This month's Scientiae is being curated by Candid Engineer, and the topic is "Overcoming Challenges". Comrade PhysioProf has previously alluded to the fact that in his experience, the most important single character trait required for success in science (or any creative professional pursuit) is persistence. This is because persistence allows one to overcome challenges that seem insurmountable.
Inside the crack, I provide an anecdote from my own career that illustrates this maxim.
When I was a post-doc, I started my research in my mentor's lab studying the cellular components we were interested in--let's call them widgets--using reconstituted biochemical and biophysical systems in vitro. During one of our many wide-ranging discussions of our work, my mentor mentioned to me a relatively vague idea that he had for taking the kinds of widgets we were studying in their own right, and deploying them in vivo as a tool for engineering the response properties of particular cells, and thus providing an experimental entry point into understanding how those cells participate in tissue, organ, and organismal physiology.
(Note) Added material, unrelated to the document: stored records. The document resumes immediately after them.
//! Writes the study sheets.

use crate::enrich::OutputRow;
use eyre::WrapErr;
use std::{
    fs,
    path::{Path, PathBuf},
};

pub const ALL: &str = "all";

/// A finished sheet for one lecture list.
#[derive(Debug, Clone)]
pub struct Sheet {
    pub source: PathBuf,
    pub rows: Vec<OutputRow>,
}

/// Writes `<stem>.csv` for every sheet and `all.csv` with every row, in order.
/// Existing files are overwritten.
pub fn write(sheets: &[Sheet], output_dir: &Path) -> eyre::Result<()> {
    fs::create_dir_all(output_dir)
        .wrap_err_with(|| format!("Failed to create directory '{}'", output_dir.display()))?;

    for sheet in sheets {
        let stem = sheet
            .source
            .file_stem()
            .map(|s| s.to_string_lossy())
            .unwrap_or_default();
        write_csv(&output_dir.join(format!("{stem}.csv")), &sheet.rows)?;
    }

    let all = sheets
        .iter()
        .flat_map(|s| &s.rows)
        .cloned()
        .collect::<Vec<_>>();
    write_csv(&output_dir.join(format!("{ALL}.csv")), &all)?;
    tracing::info!(
        "wrote {} sheets with {} rows to {}",
        sheets.len() + 1,
        all.len(),
        output_dir.display()
    );
    Ok(())
}

fn write_csv(path: &Path, rows: &[OutputRow]) -> eyre::Result<()> {
    let mut writer = csv::WriterBuilder::new()
        .delimiter(b';')
        .has_headers(false)
        .from_path(path)
        .wrap_err_with(|| format!("Failed to create '{}'", path.display()))?;
    for row in rows {
        writer.serialize(row)?;
    }
    writer.flush()?;
    Ok(())
}
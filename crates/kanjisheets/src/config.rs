//! Resolved paths for a run.

use crate::format::ImageTemplate;
use eyre::WrapErr;
use kanjidata::CachePaths;
use std::path::{Path, PathBuf};

#[derive(Debug, Clone)]
pub struct Config {
    pub input_dir: PathBuf,
    pub output_dir: PathBuf,
    pub cache: CachePaths,
    pub image_template: ImageTemplate,
    pub refresh: bool,
}

impl Config {
    /// Lays out the conventional directories below `root`:
    /// lecture lists in `in/`, sheets and the cache in `out/`,
    /// and KanjiVG checked out next to `root`.
    pub fn from_root(root: &Path, refresh: bool) -> eyre::Result<Self> {
        let root = absolute(root)?;
        let output_dir = root.join("out");
        let kanjivg_dir = root
            .parent()
            .unwrap_or(&root)
            .join("kanjivg")
            .join("kanji");
        Ok(Self {
            input_dir: root.join("in"),
            cache: CachePaths::in_dir(&output_dir),
            output_dir,
            image_template: ImageTemplate::new(kanjivg_dir),
            refresh,
        })
    }
}

fn absolute(path: &Path) -> eyre::Result<PathBuf> {
    if path.is_absolute() {
        Ok(path.to_path_buf())
    } else {
        let cwd = std::env::current_dir().wrap_err("Failed to get the current directory")?;
        Ok(cwd.join(path))
    }
}
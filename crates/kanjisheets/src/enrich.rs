//! Joins lecture rows with the reference dictionary.

use crate::{
    format::{format_kun, format_on, ImageTemplate},
    lecture::InputRow,
};
use kanjidata::ReferenceDictionary;
use serde::Serialize;
use std::path::Path;

/// A row of a study sheet. Serialized in field order.
#[derive(Debug, Clone, PartialEq, Eq, Serialize)]
pub struct OutputRow {
    pub kanji: String,
    pub on: String,
    pub kun: String,
    pub meaning_de: String,
    pub meaning_en: String,
    pub image_path: String,
}

/// Takes the readings and English meaning from the dictionary.
/// Kanji missing from the dictionary keep the readings from the lecture list and get no English meaning.
pub fn enrich(
    row: &InputRow,
    source: &Path,
    dictionary: &ReferenceDictionary,
    image_template: &ImageTemplate,
) -> OutputRow {
    let (on, kun, meaning_en) = match dictionary.get(&row.kanji) {
        Some(record) => (
            format_on(&record.on),
            format_kun(&record.kun),
            record.meaning.clone(),
        ),
        None => {
            tracing::warn!(
                "{}: Not found! (in {}), on: {}, kun: {}",
                row.kanji,
                source.display(),
                row.on_raw,
                row.kun_raw
            );
            let on = split(&row.on_raw);
            let kun = split(&row.kun_raw);
            (format_on(&on), format_kun(&kun), String::new())
        }
    };

    OutputRow {
        kanji: row.kanji.clone(),
        on,
        kun,
        meaning_de: row.meaning_de.clone(),
        meaning_en,
        image_path: image_template.path_for(&row.kanji),
    }
}

fn split(readings: &str) -> Vec<String> {
    readings.split_whitespace().map(String::from).collect()
}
Well, this sounded like a fucking great idea, so I began thinking really hard about particular species of the genus of widget that we were studying would be a good candidate for deploying in vivo. I scoured the literature, found what looked to be a great candidate widget, got the clone from the discoverer of that particular widget, and started subcloning into DNA vectors for initial in vitro characterization.
At the same time, I needed to figure out what a suitable model system would be for introducing the widget into cells in vivo and then proceeding with tissue, organ, and organismal physiological measurements of the effects of the widget. The lab next door to ours happened to work on a potentially suitable model organism, so I went to talk to the PI.
He was reasonably supportive, and gave me appropriate DNA constructs for introducing the widget into the organism. I scurried back to the lab and subcloned the motherfucking widget into the constructs. I then went to the PI and said, "OK. I've got the constructs. Help me get them into the organism." So he grabbed one of his trainees and asked her to help me.
Well, she was not very enthusiastic or communicative, and I struggled with little real help for months before realizing that without genuine help, there was no way I was going to successfully implement proof-of-principle of our idea in this model organism.
Around this time, a very senior PI had joined the department from a different institution, and I realized that the particular organ system that he studied in a different model organism would also be a suitable context for testing proof of principle. So I went to see him. And he suggested a very complicated approach that required a huge amount of very complicated subcloning. Having no experience working with that model organism before, I had no way to assess the viability of what he was suggesting, so I scurried off and started subcloning.
Well, this fucking subcloning scheme was so ridiculously complicated, that I spent nine months just getting the final correct construct. But I did it!! So I went back to that PI and said, "OK. I've got the constructs. Help me get them into the organism." So he grabbed one of his trainees and asked her to help me.
Well, this trainee was only marginally more helpful than the one in the first collaborative lab, but we did manage to obtain a few strains of the model organism that had potentially incorporated our widget. Unfortunately, by one of our cellular assays, we could not detect our widget in the cells of interest. However, and to my great surprise and excitement, we saw a very dramatic organ-level physiological phenotype in the organ that contained the cells of interest!
So I spent many months characterizing this phenotype, and doing a bunch of control experiments, and FUCKITY FUCK! It was a complete artifact! And the cause of the artifact was the what-I-soon-realized-to-be-totally-fucking-harebrained scheme that the PI had suggested to me, and that *any* of his post-docs would have immediately recognized as totally fucking stupid.
Well, at around this time another new faculty member joined the department, this one an entry-level tenure-track assistant professor who worked ont he same model organism as this latest failed attempt at proof of principle. Being the inquisitive sort that I am, I looked up his publications and was all like "HOLY FUCKNOLY!!! This dude has EXACTLY the technical infrastructure to do EXACTLY what we want with our widget, and GODDAMN how could I have wasted over a year on that crazy-ass scheme suggested by the other PI!?!?!?"
So I went to see the new PI dude, and I was all like, "Dude, this is what I want to do! YOU GOTTA HELP ME!!!!" And he was all like, "OK. Let's do it!" I scurried back to the lab and made the (very simple) constructs in just a couple weeks, and then the new PI dude and I sat down together side-by-side and performed the procedure to incorporate our widget into the organism, and we ended up with a good number of strains that had potentially incoporated our widget.
As I began the simpler initial assays to see if I could detect our widget in the cells we cared about, I was all like, "HOLY FUCKNOLY!! THERE IT IS!!!" And further physiological assays at the tissue, organ, and organismal level established not only that our proof-of-principle for using widgets as tools in vivo in this way was totally successful, but that we had revealed KICK-ASS NOVEL BIOLOGY!!!111!!!ELEVENTY!11!!!111!!
The moral of this story is to never lose sight of one's scientific goals, no matter how many obstacles are encountered on the route to achieving those goals, and to persist and persist and persist until one either achieves those goals or it becomes clear that the goals are genuinely not attainable.